--- Exercise materials ---
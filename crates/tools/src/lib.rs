//! Built-in tool implementations for Quill.
//!
//! The writing agent has two capabilities: create a project folder and
//! write markdown files into it. Context compression is also offered to the
//! model as a tool, but the dispatcher handles it directly.

pub mod file_write;
pub mod project;

use quill_core::tool::ToolRegistry;

pub use file_write::{FileWriteTool, WriteMode};
pub use project::{CreateProjectTool, sanitize_project_name};

/// Create a default tool registry with all built-in tools.
pub fn default_registry() -> ToolRegistry {
    let mut registry = ToolRegistry::new();
    registry.register(Box::new(CreateProjectTool));
    registry.register(Box::new(FileWriteTool));
    registry
}

#[cfg(test)]
mod tests {
    use super::*;

    #[test]
    fn default_registry_has_writing_tools() {
        let registry = default_registry();
        assert_eq!(registry.names(), vec!["create_project", "write_file"]);
    }
}
//! The iteration loop.
//!
//! Each iteration checks the token budget, takes a periodic checkpoint when
//! due, streams one model turn, appends it and dispatches its tool calls. A
//! turn without tool calls ends the run. Model failures cost one iteration
//! and nothing else; cancellation and panics end in an emergency checkpoint.

use futures::FutureExt;
use quill_config::AppConfig;
use quill_core::error::ProviderError;
use quill_core::event::{DomainEvent, EventBus};
use quill_core::provider::{Provider, ProviderRequest, ToolChoice};
use quill_core::tool::ToolRegistry;
use std::panic::AssertUnwindSafe;
use std::sync::Arc;
use tracing::{debug, error, info, warn};

use crate::budget::BudgetMonitor;
use crate::compressor::{CompressionOutcome, ContextCompressor};
use crate::dispatcher::{DispatchOutcome, ToolDispatcher};
use crate::persistence::{BackupManager, Checkpoint, EmergencyOutcome};
use crate::prompt::compress_context_definition;
use crate::session::Session;
use crate::shutdown::ShutdownSignal;
use crate::stream_event::{AgentStreamEvent, StreamObserver};
use crate::streaming::{AssembledMessage, StreamAssembler};

/// How a run ended.
#[derive(Debug)]
pub enum RunOutcome {
    /// The model answered without requesting tools.
    Completed,
    /// The iteration cap was hit. `checkpoint` is the final snapshot, if it
    /// could be written.
    MaxIterationsReached { checkpoint: Option<Checkpoint> },
    /// Cancelled or crashed; the emergency path ran.
    Aborted {
        reason: String,
        emergency: EmergencyOutcome,
    },
}

#[derive(Debug)]
pub struct RunReport {
    pub outcome: RunOutcome,
    /// Iterations started
    pub iterations: u32,
    pub session: Session,
}

enum Step {
    Continue,
    Completed,
    Cancelled,
}

pub struct AgentLoop {
    provider: Arc<dyn Provider>,
    tools: Arc<ToolRegistry>,
    temperature: f32,
    max_tokens: u32,
    max_iterations: u32,
    keep_recent: usize,
    backup_interval: u32,
    compressor: ContextCompressor,
    budget: BudgetMonitor,
    backups: BackupManager,
    event_bus: Arc<EventBus>,
    observer: StreamObserver,
    shutdown: ShutdownSignal,
}
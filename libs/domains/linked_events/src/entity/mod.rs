//! Sea-ORM entities for the events directory tables.
//!
//! Translated columns live in a `text` JSONB object keyed by storage column
//! (`name`, `name_fi`, ...). Keywords also keep the bare `name` as a real
//! column so listings can filter on it.

pub mod event;
pub mod event_keyword;
pub mod event_link;
pub mod keyword;
pub mod language;
pub mod offer;
pub mod organization;
pub mod organization_member;
pub mod place;

use sea_orm::entity::prelude::{DateTimeWithTimeZone, Json};
use serde_json::Value;

use crate::models::TextColumns;

pub(crate) fn text_to_json(text: &TextColumns) -> Json {
    Value::Object(
        text.iter()
            .map(|(col, value)| (col.to_string(), Value::String(value.to_string())))
            .collect(),
    )
}

/// Read a `text` object. Non-string entries are skipped one by one so the
/// remaining columns survive.
pub(crate) fn text_from_json(json: Json) -> TextColumns {
    let Value::Object(entries) = json else {
        if !json.is_null() {
            tracing::warn!(value = %json, "Ignoring non-object text column");
        }
        return TextColumns::default();
    };

    let mut text = TextColumns::new();
    for (column, value) in entries {
        match value {
            Value::String(value) => text.set(&column, Some(value)),
            Value::Null => {}
            other => tracing::warn!(column = %column, value = %other, "Ignoring non-string text entry"),
        }
    }
    text
}

pub(crate) fn utc(at: DateTimeWithTimeZone) -> chrono::DateTime<chrono::Utc> {
    at.into()
}
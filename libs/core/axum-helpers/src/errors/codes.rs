//! Stable error identifiers carried in every error body.
//!
//! ```rust
//! use axum_helpers::errors::ErrorCode;
//!
//! assert_eq!(ErrorCode::InvalidRequest.as_str(), "INVALID_REQUEST");
//! assert_eq!(ErrorCode::InvalidRequest.code(), 1001);
//! ```

use serde::{Deserialize, Serialize};
use utoipa::ToSchema;

/// String identifier for clients, integer code for logs.
#[derive(Debug, Clone, Copy, PartialEq, Eq, Hash, Serialize, Deserialize, ToSchema)]
#[serde(rename_all = "SCREAMING_SNAKE_CASE")]
pub enum ErrorCode {
    // Client errors (1000s)
    InvalidRequest,
    InvalidJson,
    InvalidQuery,
    NotFound,
    Unauthorized,
    Forbidden,
    UnprocessableEntity,

    // Server errors
    InternalError,
    ServiceUnavailable,

    // Backing services (2000s database, 3000s search)
    DatabaseError,
    SearchBackendError,

    // Serialization (5000s)
    SerdeJsonError,
}

impl ErrorCode {
    pub fn as_str(&self) -> &'static str {
        match self {
            Self::InvalidRequest => "INVALID_REQUEST",
            Self::InvalidJson => "INVALID_JSON",
            Self::InvalidQuery => "INVALID_QUERY",
            Self::NotFound => "NOT_FOUND",
            Self::Unauthorized => "UNAUTHORIZED",
            Self::Forbidden => "FORBIDDEN",
            Self::UnprocessableEntity => "UNPROCESSABLE_ENTITY",
            Self::InternalError => "INTERNAL_ERROR",
            Self::ServiceUnavailable => "SERVICE_UNAVAILABLE",
            Self::DatabaseError => "DATABASE_ERROR",
            Self::SearchBackendError => "SEARCH_BACKEND_ERROR",
            Self::SerdeJsonError => "SERDE_JSON_ERROR",
        }
    }

    /// Integer code used in structured logs.
    pub fn code(&self) -> i32 {
        match self {
            Self::InvalidRequest => 1001,
            Self::InvalidJson => 1002,
            Self::InvalidQuery => 1003,
            Self::NotFound => 1004,
            Self::InternalError => 1005,
            Self::Unauthorized => 1006,
            Self::Forbidden => 1007,
            Self::UnprocessableEntity => 1009,
            Self::ServiceUnavailable => 1011,
            Self::DatabaseError => 2003,
            Self::SearchBackendError => 3001,
            Self::SerdeJsonError => 5001,
        }
    }

    pub fn default_message(&self) -> &'static str {
        match self {
            Self::InvalidRequest => "Invalid request",
            Self::InvalidJson => "Invalid JSON format",
            Self::InvalidQuery => "Invalid query string",
            Self::NotFound => "Resource not found",
            Self::Unauthorized => "Authentication required",
            Self::Forbidden => "Access forbidden",
            Self::UnprocessableEntity => "Request cannot be processed",
            Self::InternalError => "An internal server error occurred",
            Self::ServiceUnavailable => "Service is temporarily unavailable",
            Self::DatabaseError => "Database error occurred",
            Self::SearchBackendError => "Search backend error occurred",
            Self::SerdeJsonError => "JSON serialization error",
        }
    }
}

impl std::fmt::Display for ErrorCode {
    fn fmt(&self, f: &mut std::fmt::Formatter<'_>) -> std::fmt::Result {
        f.write_str(self.as_str())
    }
}
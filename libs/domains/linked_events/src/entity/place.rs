use sea_orm::entity::prelude::*;
use serde::{Deserialize, Serialize};

use super::{text_from_json, utc};
use crate::models::Position;

#[derive(Clone, Debug, PartialEq, DeriveEntityModel, Serialize, Deserialize)]
#[sea_orm(table_name = "place")]
pub struct Model {
    #[sea_orm(primary_key, auto_increment = false)]
    pub id: String,
    pub data_source: String,
    pub publisher: Option<String>,
    pub origin_id: Option<String>,
    pub longitude: Option<f64>,
    pub latitude: Option<f64>,
    pub email: Option<String>,
    pub postal_code: Option<String>,
    pub last_modified_time: DateTimeWithTimeZone,
    pub text: Json,
}

#[derive(Copy, Clone, Debug, EnumIter, DeriveRelation)]
pub enum Relation {}

impl ActiveModelBehavior for ActiveModel {}

impl From<Model> for crate::models::Place {
    fn from(model: Model) -> Self {
        let position = match (model.longitude, model.latitude) {
            (Some(longitude), Some(latitude)) => Some(Position { longitude, latitude }),
            _ => None,
        };

        Self {
            id: model.id,
            data_source: model.data_source,
            publisher: model.publisher,
            origin_id: model.origin_id,
            position,
            email: model.email,
            postal_code: model.postal_code,
            last_modified_time: utc(model.last_modified_time),
            text: text_from_json(model.text),
        }
    }
}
---
| Prompt |
Copy out every line from the material above where the string "ServiceUnavailable" turns up.

| Solved exercise |
    ServiceUnavailable,
            Self::ServiceUnavailable => "SERVICE_UNAVAILABLE",
            Self::ServiceUnavailable => 1011,
            Self::ServiceUnavailable => "Service is temporarily unavailable",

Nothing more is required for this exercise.